Storage and Reheating

Store leftovers in an airtight container in the refrigerator once the food has cooled. Most cooked dishes keep well for three to four days, while many desserts keep best when covered tightly so they do not dry out.

Reheat gently when possible. A microwave is convenient for individual portions, but an oven, skillet, or air fryer can help bring back texture when the recipe has a crisp, baked, or toasted element.

What to Serve With It

This recipe makes 6 servings, so it can work as a main dish, side, dessert, or shareable recipe depending on the category. For savory recipes, pair it with something fresh or simple so the meal does not feel too heavy. A salad, roasted vegetable, bread, rice, or potatoes can round out the plate.

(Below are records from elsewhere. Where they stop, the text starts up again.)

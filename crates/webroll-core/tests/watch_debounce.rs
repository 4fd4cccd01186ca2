//! Watch-driven rebuild timing, on paused tokio time.

use async_trait::async_trait;
use std::sync::atomic::{AtomicUsize, Ordering};
use std::sync::Arc;
use std::time::Duration;
use url::Url;
use webroll_core::resolver::{FetchError, Fetcher};
use webroll_core::{
    BufferSink, BuildOptions, BuildOutput, BundleEngine, EngineError, MemoryFs, OutputFile,
    ResolverChain, Session, Settings,
};

const CONFIG: &str = "/ws/webroll.config.json";

/// Counts invocations; optionally takes `delay` of virtual time per build.
#[derive(Default)]
struct CountingEngine {
    calls: AtomicUsize,
    delay: Duration,
}

impl CountingEngine {
    fn slow(delay: Duration) -> Self {
        Self {
            calls: AtomicUsize::new(0),
            delay,
        }
    }

    fn calls(&self) -> usize {
        self.calls.load(Ordering::SeqCst)
    }
}

#[async_trait]
impl BundleEngine for CountingEngine {
    fn name(&self) -> &str {
        "counting"
    }

    async fn build(
        &self,
        options: &BuildOptions,
        _resolvers: &ResolverChain,
    ) -> Result<BuildOutput, EngineError> {
        self.calls.fetch_add(1, Ordering::SeqCst);
        if !self.delay.is_zero() {
            tokio::time::sleep(self.delay).await;
        }
        Ok(BuildOutput {
            output_files: vec![OutputFile::from_text(
                format!("{}/out.js", options.outdir),
                "built",
            )],
            warnings: Vec::new(),
        })
    }
}

struct Offline;

#[async_trait]
impl Fetcher for Offline {
    async fn fetch(&self, url: &Url) -> Result<String, FetchError> {
        Err(FetchError::Request {
            url: url.to_string(),
            message: "offline".to_string(),
        })
    }
}

fn workspace() -> MemoryFs {
    MemoryFs::new()
        .with_file(CONFIG, r#"{"entryPoints":["src/index.ts"],"outdir":"dist"}"#)
        .with_file("/ws/src/index.ts", "export {};")
}

fn session(fs: &MemoryFs, engine: &Arc<CountingEngine>) -> Session {
    Session::builder(
        Arc::new(fs.clone()),
        Settings::default().with_workspace_root("/ws"),
    )
    .engine(engine.clone())
    .fetcher(Arc::new(Offline))
    .sink(Arc::new(BufferSink::new()))
    .build()
}

async fn advance(ms: u64) {
    tokio::time::sleep(Duration::from_millis(ms)).await;
}

#[tokio::test(start_paused = true)]
async fn test_start_builds_eagerly() {
    let fs = workspace();
    let engine = Arc::new(CountingEngine::default());
    let s = session(&fs, &engine);

    s.start_watch().await.unwrap();
    assert_eq!(engine.calls(), 1);
    assert!(s.watcher().is_watching());
    assert_eq!(s.watcher().pattern().as_deref(), Some("ws/**/*"));
    assert_eq!(fs.watcher_count(), 1);

    // No events, no further builds
    advance(5_000).await;
    assert_eq!(engine.calls(), 1);
}

#[tokio::test(start_paused = true)]
async fn test_burst_coalesces_into_one_build() {
    let fs = workspace();
    let engine = Arc::new(CountingEngine::default());
    let s = session(&fs, &engine);
    s.start_watch().await.unwrap();

    for i in 0..5 {
        fs.insert(&format!("/ws/src/f{i}.ts"), "x");
        advance(50).await;
    }
    // Last event at 200ms; quiet window not yet elapsed
    advance(100).await;
    assert_eq!(engine.calls(), 1);

    advance(1_000).await;
    assert_eq!(engine.calls(), 2);
}

#[tokio::test(start_paused = true)]
async fn test_spaced_events_build_separately() {
    let fs = workspace();
    let engine = Arc::new(CountingEngine::default());
    let s = session(&fs, &engine);
    s.start_watch().await.unwrap();

    fs.insert("/ws/src/index.ts", "export const a = 1;");
    advance(300).await;
    assert_eq!(engine.calls(), 2);

    fs.insert("/ws/src/index.ts", "export const a = 2;");
    advance(300).await;
    assert_eq!(engine.calls(), 3);
}

#[tokio::test(start_paused = true)]
async fn test_continuous_events_fire_at_max_wait() {
    let fs = workspace();
    let engine = Arc::new(CountingEngine::default());
    let s = session(&fs, &engine);
    s.start_watch().await.unwrap();

    // An event every 150ms for 3s never leaves a 200ms quiet gap
    for _ in 0..20 {
        fs.touch("/ws/src/index.ts");
        advance(150).await;
    }
    // One build at the 2000ms ceiling; the second burst is still pending
    assert_eq!(engine.calls(), 2);

    advance(500).await;
    assert_eq!(engine.calls(), 3);
}

#[tokio::test(start_paused = true)]
async fn test_output_writes_do_not_retrigger() {
    let fs = workspace();
    let engine = Arc::new(CountingEngine::default());
    let s = session(&fs, &engine);
    s.start_watch().await.unwrap();

    fs.insert("/ws/dist/manual.js", "x");
    advance(1_000).await;
    assert_eq!(engine.calls(), 1);

    // A real change builds once; its own output write is ignored
    fs.touch("/ws/src/index.ts");
    advance(1_000).await;
    assert_eq!(engine.calls(), 2);
    assert_eq!(fs.text("/ws/dist/out.js").as_deref(), Some("built"));
}

#[tokio::test(start_paused = true)]
async fn test_changes_during_build_coalesce_into_next() {
    let fs = workspace();
    let engine = Arc::new(CountingEngine::slow(Duration::from_millis(500)));
    let s = session(&fs, &engine);

    // Eager build occupies 0..500ms
    s.start_watch().await.unwrap();
    assert_eq!(engine.calls(), 1);

    // Fires at 700ms and runs until 1200ms
    fs.touch("/ws/src/index.ts");
    advance(300).await;
    assert_eq!(engine.calls(), 2);

    // Both arrive mid-build and form one burst afterwards
    fs.insert("/ws/src/a.ts", "a");
    advance(100).await;
    fs.insert("/ws/src/b.ts", "b");
    advance(2_000).await;
    assert_eq!(engine.calls(), 3);
}

#[tokio::test(start_paused = true)]
async fn test_stop_suppresses_pending_burst() {
    let fs = workspace();
    let engine = Arc::new(CountingEngine::default());
    let s = session(&fs, &engine);
    s.start_watch().await.unwrap();

    fs.touch("/ws/src/index.ts");
    advance(100).await;
    assert!(s.stop_watch().await);
    assert!(!s.watcher().is_watching());
    assert_eq!(fs.watcher_count(), 0);

    fs.touch("/ws/src/index.ts");
    advance(1_000).await;
    assert_eq!(engine.calls(), 1);

    // Second stop is a logged no-op
    assert!(!s.stop_watch().await);
}

#[tokio::test(start_paused = true)]
async fn test_restart_replaces_session() {
    let fs = workspace();
    let engine = Arc::new(CountingEngine::default());
    let s = session(&fs, &engine);

    s.start_watch().await.unwrap();
    s.start_watch().await.unwrap();
    assert_eq!(fs.watcher_count(), 1);
    assert_eq!(engine.calls(), 2);

    fs.touch("/ws/src/index.ts");
    advance(1_000).await;
    assert_eq!(engine.calls(), 3);
}

#[tokio::test(start_paused = true)]
async fn test_first_run_bootstrap_writes_once_and_builds_once() {
    let fs = MemoryFs::new().with_file("/ws/src/index.ts", "export {};");
    let engine = Arc::new(CountingEngine::default());
    let s = session(&fs, &engine);

    s.start_watch().await.unwrap();
    advance(5_000).await;

    assert_eq!(engine.calls(), 1);
    let config_writes = fs.writes().iter().filter(|p| *p == CONFIG).count();
    assert_eq!(config_writes, 1);
    assert!(fs.text(CONFIG).unwrap().contains("\"entryPoints\""));
}

#[tokio::test(start_paused = true)]
async fn test_config_edit_triggers_rebuild_with_new_outdir() {
    let fs = workspace();
    let engine = Arc::new(CountingEngine::default());
    let s = session(&fs, &engine);
    s.start_watch().await.unwrap();

    fs.insert(CONFIG, r#"{"entryPoints":["src/index.ts"],"outdir":"build"}"#);
    advance(1_000).await;
    assert_eq!(engine.calls(), 2);
    assert_eq!(fs.text("/ws/build/out.js").as_deref(), Some("built"));
    assert_eq!(s.orchestrator().output_dir(), "/ws/build");
}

For sweeter recipes, serve smaller portions with coffee, milk, whipped cream, fresh fruit, or a simple scoop of vanilla ice cream. The goal is to support the main flavor rather than cover it up.

Food Safety and Doneness

Use visual cues and safe cooking temperatures when judging doneness. For meat, poultry, seafood, and egg-based recipes, an instant-read thermometer is the most reliable tool. You can review official guidance on the USDA safe minimum internal temperature chart.

For baked goods and desserts, look for the texture cues in the recipe card: set centers, golden edges, clean tester marks, or proper chilling time. Letting a recipe rest before serving often improves texture and makes slicing or plating easier.

Food Safety Source

For safe cooking temperatures and food handling basics, see the USDA safe minimum internal temperature chart.

Frequently Asked Questions

Can I make Cabbage Vegetable Soup – Light, Healthy & Flavor-Packed ahead of time?

You can usually prepare some parts ahead of time, but follow the storage and reheating notes in the recipe for the best texture and food safety.

How should I store leftovers?

Store leftovers in an airtight container in the refrigerator. Use the storage instructions on this page when available, and reheat gently until hot.

Can I change the ingredients?

Yes. Most home-style recipes can be adjusted for taste, but keep the core cooking method and safe internal temperatures in mind when changing proteins or cook times.